BIBLE PROPHECY IN THE CHURCH AGE
Basic to dispensationalism is this idea: what they call the Church Age (our era) was not prophesied in the Old Testament. This is the system's most radical theological idea. They teach that the Christian church was a replacement for national Israel after Israel crucified Christ. God substituted the church for national Israel.
They teach that the entire era from Pentecost to the rapture is a separate dispensation. Dispensational theologian Harry Ironside in 1943 called this the Great Parenthesis.
There is a huge theological problem with this doctrine. If the church was a replacement after AD 33, then Old Testament prophecies do not apply to the church. Why not? Because the church age has been inserted into prophetic history.
This is definitively refuted by Peter's sermon in Acts 2. He quoted Joel 2. He said that what was taking place in front of his listeners at that moment was a fulfillment of Joel's prophecy. Peter was starting the church. This means that the church was prophesied by Joel. The church was, therefore, part of God's prophetic plan from the beginning.
The doctrine of the era of the church age is obviously wrong. No Christian group other than dispensationalists has ever preached such a doctrine. Paul called the church "the Israel of God" (Gal. 6:16).
This obvious implication of Acts 2 split the dispensational movement in the early 1900's. A tiny group concluded that Peter was not starting the church at all. Joel really did prophesy Peter's sermon, they said. Therefore, Peter was not starting the church. It was something else. This institution did not last long. Paul started the church after Acts 8. The church replaced Peter's replacement of Israel. This conclusion is logical, given the premise: no fulfilled prophecy in the Church Age. This is hyperdispensationalism. I believed this from the fall of 1962 to the spring of 1964. Then, in one lecture, my systematic theology teacher John Murray inadvertently persuaded me of postmillennialism by discussing Romans 11 on the conversion of the Jews. But I digress.
There is something else. If the Church Age was not prophesied in the Old Testament, then nothing that takes place today -- the era of the church -- can possibly have been predicted in the Old Testament.
Do you see the problem? I hope so. I hope you can follow logic.
If there is no prophecy to be fulfilled between now and the any-moment rapture, then nothing that is happening today can be a fulfillment of prophecy. "Any moment" means any moment. If something must be fulfilled in prophecy before the rapture, then until that prophecy is fulfilled, the rapture cannot be at any moment.
The pastors who preach the any-moment rapture never mention this in the pulpit.
The people in the pews do not want to die. They also want to go to heaven. So, they want the rapture to be soon. They want confirmation that it will be soon. So, they desperately want to believe that some recent event is a fulfillment of prophecy. "The rapture is coming. I won't have to die!"
But if prophecy really is being fulfilled, then the doctrine of the any-moment rapture is false. Something must take place between now and the rapture.
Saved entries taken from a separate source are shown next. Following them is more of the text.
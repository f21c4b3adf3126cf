//! Canonical block offsets.
//!
//! Every schedulable block maps to a window expressed in months before the
//! event. Known block kinds are an explicit enumeration; free-text keys from
//! older timelines go through a fallback parser which is logged when used.

use log::warn;
use regex::Regex;
use serde::{Deserialize, Serialize};
use std::sync::OnceLock;

use super::window::{CANONICAL_LEAD_MONTHS, MAX_SCALE_FACTOR};

/// Largest offset a free-text key may parse to, in months before the event.
pub const MAX_PARSED_MONTHS: f64 = CANONICAL_LEAD_MONTHS * MAX_SCALE_FACTOR;

/// Offset window in months before the event (`start >= end`).
#[derive(Debug, Clone, Copy, PartialEq, Serialize, Deserialize)]
pub struct CanonicalOffsets {
    pub months_before_start: f64,
    pub months_before_end: f64,
}

impl CanonicalOffsets {
    /// Zero-width window at the event date, used for unresolvable keys.
    pub const ZERO: CanonicalOffsets = CanonicalOffsets {
        months_before_start: 0.0,
        months_before_end: 0.0,
    };

    pub const fn new(months_before_start: f64, months_before_end: f64) -> Self {
        Self {
            months_before_start,
            months_before_end,
        }
    }
}

/// Block kinds of the canonical 12-month plan.
#[derive(Debug, Clone, Copy, PartialEq, Eq, Hash, Serialize, Deserialize)]
pub enum BlockKind {
    TwelveMonths,
    EightToTenMonths,
    SixToEightMonths,
    FourToSixMonths,
    ThreeToFourMonths,
    OneToTwoMonths,
    TwoWeeks,
}

impl BlockKind {
    /// All kinds, in table order (earliest phase first).
    pub const ALL: [BlockKind; 7] = [
        BlockKind::TwelveMonths,
        BlockKind::EightToTenMonths,
        BlockKind::SixToEightMonths,
        BlockKind::FourToSixMonths,
        BlockKind::ThreeToFourMonths,
        BlockKind::OneToTwoMonths,
        BlockKind::TwoWeeks,
    ];

    /// Canonical key as stored on blocks.
    pub fn key(&self) -> &'static str {
        match self {
            BlockKind::TwelveMonths => "12m",
            BlockKind::EightToTenMonths => "8-10m",
            BlockKind::SixToEightMonths => "6-8m",
            BlockKind::FourToSixMonths => "4-6m",
            BlockKind::ThreeToFourMonths => "3-4m",
            BlockKind::OneToTwoMonths => "1-2m",
            BlockKind::TwoWeeks => "2w",
        }
    }

    pub fn offsets(&self) -> CanonicalOffsets {
        match self {
            BlockKind::TwelveMonths => CanonicalOffsets::new(12.0, 10.0),
            BlockKind::EightToTenMonths => CanonicalOffsets::new(10.0, 8.0),
            BlockKind::SixToEightMonths => CanonicalOffsets::new(8.0, 6.0),
            BlockKind::FourToSixMonths => CanonicalOffsets::new(6.0, 4.0),
            BlockKind::ThreeToFourMonths => CanonicalOffsets::new(4.0, 3.0),
            BlockKind::OneToTwoMonths => CanonicalOffsets::new(2.0, 1.0),
            BlockKind::TwoWeeks => CanonicalOffsets::new(0.5, 0.0),
        }
    }

    /// Exact, case-insensitive key lookup.
    pub fn from_key(key: &str) -> Option<Self> {
        let key = key.trim();
        Self::ALL
            .into_iter()
            .find(|kind| kind.key().eq_ignore_ascii_case(key))
    }
}

/// How a block key was turned into offsets.
#[derive(Debug, Clone, Copy, PartialEq, Serialize, Deserialize)]
#[serde(tag = "source", rename_all = "snake_case")]
pub enum OffsetSource {
    /// Key is exactly a canonical key.
    Canonical { kind: BlockKind },
    /// Key embeds a canonical key as a token, e.g. `"block-6-8m"`.
    Embedded { kind: BlockKind },
    /// Key parsed by the generic `<N>[-<M>]<m|w>` pattern.
    Parsed,
    /// Nothing matched; offsets fall back to zero.
    Unresolved,
}

/// Offsets for one block key together with their provenance.
#[derive(Debug, Clone, Copy, PartialEq, Serialize, Deserialize)]
pub struct ResolvedOffsets {
    pub offsets: CanonicalOffsets,
    pub source: OffsetSource,
}

impl ResolvedOffsets {
    pub fn is_resolved(&self) -> bool {
        !matches!(self.source, OffsetSource::Unresolved)
    }
}

fn embedded_patterns() -> &'static Vec<(BlockKind, Regex)> {
    static PATTERNS: OnceLock<Vec<(BlockKind, Regex)>> = OnceLock::new();
    PATTERNS.get_or_init(|| {
        BlockKind::ALL
            .into_iter()
            .filter_map(|kind| {
                let pattern = format!(r"(?i)(?:^|[^0-9a-z]){}(?:$|[^0-9a-z])", regex::escape(kind.key()));
                Regex::new(&pattern).ok().map(|re| (kind, re))
            })
            .collect()
    })
}

fn generic_pattern() -> Option<&'static Regex> {
    static PATTERN: OnceLock<Option<Regex>> = OnceLock::new();
    PATTERN
        .get_or_init(|| Regex::new(r"(?i)(\d+)(?:-(\d+))?([mw])").ok())
        .as_ref()
}

/// Parse a free-text `<N>[-<M>]<m|w>` key. Weeks are converted at four per month.
///
/// Keys reaching further back than [`MAX_PARSED_MONTHS`] are rejected.
fn parse_generic(key: &str) -> Option<CanonicalOffsets> {
    let caps = generic_pattern()?.captures(key)?;
    let first: f64 = caps.get(1)?.as_str().parse().ok()?;
    let second: f64 = match caps.get(2) {
        Some(m) => m.as_str().parse().ok()?,
        None => first,
    };
    let (start, end) = (first.max(second), first.min(second));

    let offsets = match caps.get(3)?.as_str().to_ascii_lowercase().as_str() {
        "m" => CanonicalOffsets::new(start, end),
        "w" => CanonicalOffsets::new(start / 4.0, end / 4.0),
        _ => return None,
    };

    if offsets.months_before_start > MAX_PARSED_MONTHS {
        warn!(
            "Legacy block key '{}' reaches {} months before the event; limit is {}",
            key, offsets.months_before_start, MAX_PARSED_MONTHS
        );
        return None;
    }
    Some(offsets)
}

/// Resolve a block key into canonical offsets.
///
/// Resolution order: exact canonical key, canonical key embedded as a token,
/// generic pattern, and finally the zero window.
pub fn resolve_block_key(key: &str) -> ResolvedOffsets {
    if let Some(kind) = BlockKind::from_key(key) {
        return ResolvedOffsets {
            offsets: kind.offsets(),
            source: OffsetSource::Canonical { kind },
        };
    }

    if let Some((kind, _)) = embedded_patterns().iter().find(|(_, re)| re.is_match(key)) {
        warn!("Legacy block key '{}' matched canonical key '{}'", key, kind.key());
        return ResolvedOffsets {
            offsets: kind.offsets(),
            source: OffsetSource::Embedded { kind: *kind },
        };
    }

    if let Some(offsets) = parse_generic(key) {
        warn!(
            "Legacy block key '{}' parsed as {}..{} months before event",
            key, offsets.months_before_start, offsets.months_before_end
        );
        return ResolvedOffsets {
            offsets,
            source: OffsetSource::Parsed,
        };
    }

    warn!("Block key '{}' could not be resolved; using zero offsets", key);
    ResolvedOffsets {
        offsets: CanonicalOffsets::ZERO,
        source: OffsetSource::Unresolved,
    }
}
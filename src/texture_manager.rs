use std::collections::HashMap;
use egui::{ColorImage, Context, TextureHandle, TextureId, TextureOptions};
use thiserror::Error;

use crate::shape::ShapeKey;

#[derive(Error, Debug)]
pub enum TextureGenerationError {
    #[error("Layer has no pixels")]
    EmptyLayer,
}

struct CachedTexture {
    version: u64,
    handle: TextureHandle,
    last_used_frame: u64,
}

/// GPU textures of rendered shape layers, one per shape.
///
/// A shape's texture is re-uploaded only when its layer version changes.
/// Beyond `capacity` entries the least recently drawn shapes are evicted.
pub struct TextureManager {
    entries: HashMap<ShapeKey, CachedTexture>,
    frame: u64,
    capacity: usize,
}

impl TextureManager {
    pub fn new(capacity: usize) -> Self {
        Self {
            entries: HashMap::new(),
            frame: 0,
            capacity,
        }
    }

    /// Call once per frame before drawing layers
    pub fn begin_frame(&mut self) {
        self.frame += 1;
    }

    /// Texture for `key` at `version`, uploading the image from `generate` on a miss
    pub fn get_or_create_texture<F>(
        &mut self,
        key: ShapeKey,
        version: u64,
        generate: F,
        ctx: &Context,
    ) -> Result<TextureId, TextureGenerationError>
    where
        F: FnOnce() -> Result<ColorImage, TextureGenerationError>,
    {
        if let Some(entry) = self.entries.get_mut(&key) {
            if entry.version == version {
                entry.last_used_frame = self.frame;
                return Ok(entry.handle.id());
            }
        }
        self.entries.remove(&key);

        let handle = ctx.load_texture(format!("{}_v{}", key, version), generate()?, TextureOptions::LINEAR);
        let id = handle.id();
        self.entries.insert(
            key,
            CachedTexture {
                version,
                handle,
                last_used_frame: self.frame,
            },
        );
        self.evict_least_recent();
        Ok(id)
    }

    /// Drops textures of shapes that no longer exist
    pub fn retain_shapes(&mut self, live: &[ShapeKey]) {
        self.entries.retain(|key, _| live.contains(key));
    }

    fn evict_least_recent(&mut self) {
        while self.entries.len() > self.capacity {
            let oldest = self
                .entries
                .iter()
                .min_by_key(|(_, entry)| entry.last_used_frame)
                .map(|(key, _)| *key);
            match oldest {
                Some(key) => {
                    log::debug!("Evicting texture of {}", key);
                    self.entries.remove(&key);
                }
                None => break,
            }
        }
    }

    pub fn cache_size(&self) -> usize {
        self.entries.len()
    }

    #[cfg(test)]
    fn cached_version(&self, key: ShapeKey) -> Option<u64> {
        self.entries.get(&key).map(|entry| entry.version)
    }
}

impl std::fmt::Debug for TextureManager {
    fn fmt(&self, f: &mut std::fmt::Formatter<'_>) -> std::fmt::Result {
        f.debug_struct("TextureManager")
            .field("cached", &self.entries.len())
            .field("frame", &self.frame)
            .field("capacity", &self.capacity)
            .finish()
    }
}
This belief system is schizophrenic. But most people cannot follow chains of reasoning. They do know this: they don't want to die. The doctrine of the any-moment rapture is their ticket to heaven. "Do not pass through death. Go directly to heaven."
If the church was substituted for Israel in AD 33, then all of the Old Testament prophecies regarding Israel will be fulfilled only to the world after the Church Age. This means after the rapture. This means only during the great tribulation and the millennial era.
There is something else. This is the desire to get even with people who ridiculed them.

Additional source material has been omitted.